====== Data extract ======

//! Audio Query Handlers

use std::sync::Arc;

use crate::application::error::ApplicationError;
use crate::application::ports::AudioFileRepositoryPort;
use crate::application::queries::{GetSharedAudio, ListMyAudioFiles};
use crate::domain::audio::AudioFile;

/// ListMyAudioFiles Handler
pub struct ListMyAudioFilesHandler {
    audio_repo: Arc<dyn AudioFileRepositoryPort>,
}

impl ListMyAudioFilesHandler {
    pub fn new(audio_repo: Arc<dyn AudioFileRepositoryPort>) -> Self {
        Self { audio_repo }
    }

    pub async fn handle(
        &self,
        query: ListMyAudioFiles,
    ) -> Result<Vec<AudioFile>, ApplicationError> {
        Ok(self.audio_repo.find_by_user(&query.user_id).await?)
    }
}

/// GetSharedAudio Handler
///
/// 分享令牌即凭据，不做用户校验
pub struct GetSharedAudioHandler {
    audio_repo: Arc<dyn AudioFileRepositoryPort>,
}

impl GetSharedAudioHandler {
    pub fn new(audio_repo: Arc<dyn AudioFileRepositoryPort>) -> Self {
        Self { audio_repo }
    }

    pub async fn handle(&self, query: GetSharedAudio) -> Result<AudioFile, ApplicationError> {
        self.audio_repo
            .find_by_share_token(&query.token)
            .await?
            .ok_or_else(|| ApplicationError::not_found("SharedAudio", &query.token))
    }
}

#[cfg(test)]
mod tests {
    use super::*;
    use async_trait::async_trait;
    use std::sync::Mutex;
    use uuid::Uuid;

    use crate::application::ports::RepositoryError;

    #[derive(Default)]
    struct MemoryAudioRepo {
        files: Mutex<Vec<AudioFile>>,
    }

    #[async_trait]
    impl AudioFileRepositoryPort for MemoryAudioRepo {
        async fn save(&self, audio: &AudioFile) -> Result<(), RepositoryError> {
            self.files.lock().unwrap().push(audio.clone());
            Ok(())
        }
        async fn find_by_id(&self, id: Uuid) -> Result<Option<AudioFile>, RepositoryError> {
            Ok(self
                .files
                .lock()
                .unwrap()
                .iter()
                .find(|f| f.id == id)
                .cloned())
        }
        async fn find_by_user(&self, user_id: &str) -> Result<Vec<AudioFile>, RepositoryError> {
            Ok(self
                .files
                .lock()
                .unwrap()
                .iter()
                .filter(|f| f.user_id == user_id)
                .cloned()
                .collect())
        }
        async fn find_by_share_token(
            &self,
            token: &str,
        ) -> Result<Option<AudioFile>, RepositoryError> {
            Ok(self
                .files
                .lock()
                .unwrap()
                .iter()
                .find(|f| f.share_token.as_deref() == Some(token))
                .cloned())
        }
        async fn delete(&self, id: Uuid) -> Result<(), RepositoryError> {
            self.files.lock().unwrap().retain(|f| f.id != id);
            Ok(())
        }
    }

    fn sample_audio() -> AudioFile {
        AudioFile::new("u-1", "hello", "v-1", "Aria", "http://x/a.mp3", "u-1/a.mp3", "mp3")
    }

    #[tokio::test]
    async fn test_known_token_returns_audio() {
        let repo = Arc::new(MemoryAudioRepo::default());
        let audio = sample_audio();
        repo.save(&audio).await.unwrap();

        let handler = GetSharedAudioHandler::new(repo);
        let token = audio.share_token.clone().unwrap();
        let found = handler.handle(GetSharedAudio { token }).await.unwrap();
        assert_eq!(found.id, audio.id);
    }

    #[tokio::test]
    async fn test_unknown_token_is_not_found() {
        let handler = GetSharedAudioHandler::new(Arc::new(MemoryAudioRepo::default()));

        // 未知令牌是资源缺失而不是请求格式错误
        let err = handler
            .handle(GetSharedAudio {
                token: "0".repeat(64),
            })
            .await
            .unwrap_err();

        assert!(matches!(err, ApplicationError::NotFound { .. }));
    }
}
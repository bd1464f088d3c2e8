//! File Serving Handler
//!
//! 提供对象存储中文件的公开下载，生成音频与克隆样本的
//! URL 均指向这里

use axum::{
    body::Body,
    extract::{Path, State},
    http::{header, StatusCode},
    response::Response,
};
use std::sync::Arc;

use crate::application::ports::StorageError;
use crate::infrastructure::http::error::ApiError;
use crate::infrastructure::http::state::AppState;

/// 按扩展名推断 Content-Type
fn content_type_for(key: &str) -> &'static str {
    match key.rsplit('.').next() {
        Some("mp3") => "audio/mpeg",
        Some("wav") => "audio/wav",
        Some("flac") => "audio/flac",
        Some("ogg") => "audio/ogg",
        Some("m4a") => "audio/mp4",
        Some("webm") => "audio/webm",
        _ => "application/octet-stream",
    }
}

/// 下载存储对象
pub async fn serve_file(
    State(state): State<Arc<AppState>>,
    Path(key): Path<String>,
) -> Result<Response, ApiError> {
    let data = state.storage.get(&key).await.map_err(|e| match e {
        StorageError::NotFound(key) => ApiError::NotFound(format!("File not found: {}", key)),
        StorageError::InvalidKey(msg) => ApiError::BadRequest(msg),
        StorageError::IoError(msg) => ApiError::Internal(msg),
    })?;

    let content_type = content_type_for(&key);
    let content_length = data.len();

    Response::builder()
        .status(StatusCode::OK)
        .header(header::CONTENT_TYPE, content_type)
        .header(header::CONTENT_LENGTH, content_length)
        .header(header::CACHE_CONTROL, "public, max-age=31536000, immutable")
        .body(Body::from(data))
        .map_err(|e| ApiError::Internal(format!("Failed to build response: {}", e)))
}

======

▸ **Task brief**: Determine how many lines in the records above hold the word "Result", and answer with that number only.

▸ **Exercise output**: 8